Tuesday, January 31, 2006

Palace Revolt

This is a riveting story in Newsweek: Palace Revolt.
They were loyal conservatives, and Bush appointees. They fought a quiet battle to rein in the president's power in the war on terror. And they paid a price for it.

From the article:
These Justice Department lawyers, backed by their intrepid boss Comey, had stood up to the hard-liners, centered in the office of the vice president, who wanted to give the president virtually unlimited powers in the war on terror. Demanding that the White House stop using what they saw as farfetched rationales for riding rough-shod over the law and the Constitution, Goldsmith and the others fought to bring government spying and interrogation methods within the law. They did so at their peril; ostracized, some were denied promotions, while others left for more comfortable climes in private law firms and academia. Some went so far as to line up private lawyers in 2004, anticipating that the president's eavesdropping program would draw scrutiny from Congress, if not prosecutors. These government attorneys did not always succeed, but their efforts went a long way toward vindicating the principle of a nation of laws and not men.

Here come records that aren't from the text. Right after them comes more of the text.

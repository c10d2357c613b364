//! Color transformations.

use arfusion_image::{Image, ImageError, ImageSize};

/// Convert a single YUV sample to RGB.
///
/// BT.601-derived linear combination, matching the constants used by the
/// camera HAL this pipeline was tuned against.
#[inline]
fn yuv_to_rgb(y: u8, u: u8, v: u8) -> [u8; 3] {
    let y = y as f32;
    let u = u as f32 - 128.0;
    let v = v as f32 - 128.0;

    let r = y + 1.370705 * v;
    let g = y - 0.698001 * v - 0.337633 * u;
    let b = y + 1.732446 * u;

    [
        r.round().clamp(0.0, 255.0) as u8,
        g.round().clamp(0.0, 255.0) as u8,
        b.round().clamp(0.0, 255.0) as u8,
    ]
}

/// Convert a YUV 4:2:0 semi-planar buffer to an RGB image.
///
/// The buffer layout is a full-resolution luma plane followed by one
/// half-resolution plane of interleaved chroma pairs, V before U (NV21
/// style). Chroma is subsampled 2x in both axes: each luma sample at an odd
/// column reuses the chroma pair of the preceding even column, and the
/// chroma row index is the luma row divided by two.
///
/// # Arguments
///
/// * `src` - The raw semi-planar buffer, at least `w * h + w * h / 2` bytes.
/// * `size` - The luma plane dimensions; width and height must be even.
/// * `dst` - The output RGB image of the same dimensions.
///
/// # Errors
///
/// Returns an error if the dimensions are odd, the buffer is too short or
/// the sizes do not match.
pub fn yuv420sp_to_rgb(
    src: &[u8],
    size: ImageSize,
    dst: &mut Image<u8, 3>,
) -> Result<(), ImageError> {
    let (w, h) = (size.width, size.height);
    // 2x chroma subsampling requires even dimensions; an odd height would
    // send the last luma row past the end of the chroma plane
    if w % 2 != 0 || h % 2 != 0 {
        return Err(ImageError::OddImageSize(w, h));
    }
    let expected = w * h + w * h / 2;
    if src.len() < expected {
        return Err(ImageError::InvalidChannelShape(src.len(), expected));
    }
    if dst.size() != size {
        return Err(ImageError::InvalidImageSize(
            dst.cols(),
            dst.rows(),
            w,
            h,
        ));
    }

    let uv_offset = w * h;
    let dst_data = dst.as_slice_mut();

    for y in 0..h {
        let chroma_row = uv_offset + (y / 2) * w;
        for x in 0..w {
            // odd columns reuse the chroma pair of the preceding even column
            let x_index = x & !1;
            let v = src[chroma_row + x_index];
            let u = src[chroma_row + x_index + 1];
            let luma = src[y * w + x];

            let rgb = yuv_to_rgb(luma, u, v);
            let idx = (y * w + x) * 3;
            dst_data[idx..idx + 3].copy_from_slice(&rgb);
        }
    }

    Ok(())
}

/// Convert an RGB image to grayscale.
///
/// Uses the standard luma weights `0.299 R + 0.587 G + 0.114 B`.
///
/// # Errors
///
/// Returns an error if the image sizes do not match.
pub fn gray_from_rgb(src: &Image<u8, 3>, dst: &mut Image<u8, 1>) -> Result<(), ImageError> {
    if src.size() != dst.size() {
        return Err(ImageError::InvalidImageSize(
            dst.cols(),
            dst.rows(),
            src.cols(),
            src.rows(),
        ));
    }

    let src_data = src.as_slice();
    for (i, out) in dst.as_slice_mut().iter_mut().enumerate() {
        let idx = i * 3;
        let gray = 0.299 * src_data[idx] as f32
            + 0.587 * src_data[idx + 1] as f32
            + 0.114 * src_data[idx + 2] as f32;
        *out = gray.round().clamp(0.0, 255.0) as u8;
    }

    Ok(())
}

#[cfg(test)]
mod tests {
    use super::*;

    #[test]
    fn test_yuv_neutral_chroma_is_gray() {
        // u = v = 128 cancels every chroma term
        assert_eq!(yuv_to_rgb(0, 128, 128), [0, 0, 0]);
        assert_eq!(yuv_to_rgb(128, 128, 128), [128, 128, 128]);
        assert_eq!(yuv_to_rgb(255, 128, 128), [255, 255, 255]);
    }

    #[test]
    fn test_yuv_red_push() {
        // max V pulls red up and green down
        let [r, g, b] = yuv_to_rgb(128, 128, 255);
        assert!(r > 128);
        assert!(g < 128);
        assert_eq!(b, 128);
    }

    #[test]
    fn test_yuv420sp_to_rgb_flat() -> Result<(), ImageError> {
        let size = ImageSize {
            width: 4,
            height: 2,
        };
        // luma 100 everywhere, neutral chroma (VU interleaved)
        let mut buf = vec![100u8; 4 * 2];
        buf.extend_from_slice(&[128u8; 4]);

        let mut rgb = Image::<u8, 3>::from_size_val(size, 0);
        yuv420sp_to_rgb(&buf, size, &mut rgb)?;
        assert!(rgb.as_slice().iter().all(|&x| x == 100));
        Ok(())
    }

    #[test]
    fn test_yuv420sp_chroma_pairing() -> Result<(), ImageError> {
        let size = ImageSize {
            width: 4,
            height: 2,
        };
        let mut buf = vec![128u8; 4 * 2];
        // two chroma pairs: columns 0-1 share the first, 2-3 the second
        buf.extend_from_slice(&[255, 128, 128, 128]);

        let mut rgb = Image::<u8, 3>::from_size_val(size, 0);
        yuv420sp_to_rgb(&buf, size, &mut rgb)?;

        // the red push from V=255 applies to columns 0 and 1 of both rows
        for y in 0..2 {
            let warm = rgb.get_pixel(0, y)?;
            assert_eq!(warm, rgb.get_pixel(1, y)?);
            assert!(warm[0] > 128);
            let neutral = rgb.get_pixel(2, y)?;
            assert_eq!(neutral, [128, 128, 128]);
            assert_eq!(neutral, rgb.get_pixel(3, y)?);
        }
        Ok(())
    }

    #[test]
    fn test_yuv420sp_short_buffer() {
        let size = ImageSize {
            width: 4,
            height: 2,
        };
        let buf = vec![0u8; 4];
        let mut rgb = Image::<u8, 3>::from_size_val(size, 0);
        assert!(yuv420sp_to_rgb(&buf, size, &mut rgb).is_err());
    }

    #[test]
    fn test_yuv420sp_odd_dimensions_rejected() {
        // 4x3 passes the length check (12 + 6 = 18 bytes) but the third
        // luma row has no chroma row of its own
        let size = ImageSize {
            width: 4,
            height: 3,
        };
        let buf = vec![128u8; 18];
        let mut rgb = Image::<u8, 3>::from_size_val(size, 0);
        assert!(matches!(
            yuv420sp_to_rgb(&buf, size, &mut rgb),
            Err(ImageError::OddImageSize(4, 3))
        ));

        let size = ImageSize {
            width: 3,
            height: 2,
        };
        let buf = vec![128u8; 9];
        let mut rgb = Image::<u8, 3>::from_size_val(size, 0);
        assert!(yuv420sp_to_rgb(&buf, size, &mut rgb).is_err());
    }

    #[test]
    fn test_gray_from_rgb() -> Result<(), ImageError> {
        let size = ImageSize {
            width: 2,
            height: 1,
        };
        let rgb = Image::<u8, 3>::new(size, vec![255, 0, 0, 0, 255, 0])?;
        let mut gray = Image::<u8, 1>::from_size_val(size, 0);
        gray_from_rgb(&rgb, &mut gray)?;
        assert_eq!(gray.as_slice(), &[76, 150]);
        Ok(())
    }
}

The rebels were not whistle-blowers in the traditional sense. They did not want—indeed avoided—publicity. (Goldsmith confirmed public facts about himself but otherwise declined to comment. Comey also declined to comment.) They were not downtrodden career civil servants. Rather, they were conservative political appointees who had been friends and close colleagues of some of the true believers they were fighting against. They did not see the struggle in terms of black and white but in shades of gray—as painfully close calls with unavoidable pitfalls. They worried deeply about whether their principles might put Americans at home and abroad at risk. Their story has been obscured behind legalisms and the veil of secrecy over the White House. But it is a quietly dramatic profile in courage. (For its part the White House denies any internal strife. "The proposition of internal division in our fight against terrorism isn't based in fact," says Lea Anne McBride, a spokeswoman for Vice President Dick Cheney. "This administration is united in its commitment to protect Americans, defeat terrorism and grow democracy.")

The chief opponent of the rebels, though by no means the only one, was an equally obscure, but immensely powerful, lawyer-bureaucrat. Intense, workaholic (even by insane White House standards), David Addington, formerly counsel, now chief of staff to the vice president, is a righteous, ascetic public servant. According to those who know him, he does not care about fame, riches or the trappings of power. He takes the Metro to work, rather than use his White House parking pass, and refuses to even have his picture taken by the press. His habitual lunch is a bowl of gazpacho, eaten in the White House Mess. He is hardly anonymous inside the government, however. Presidential appointees quail before his volcanic temper, backed by assiduous preparation and acid sarcasm.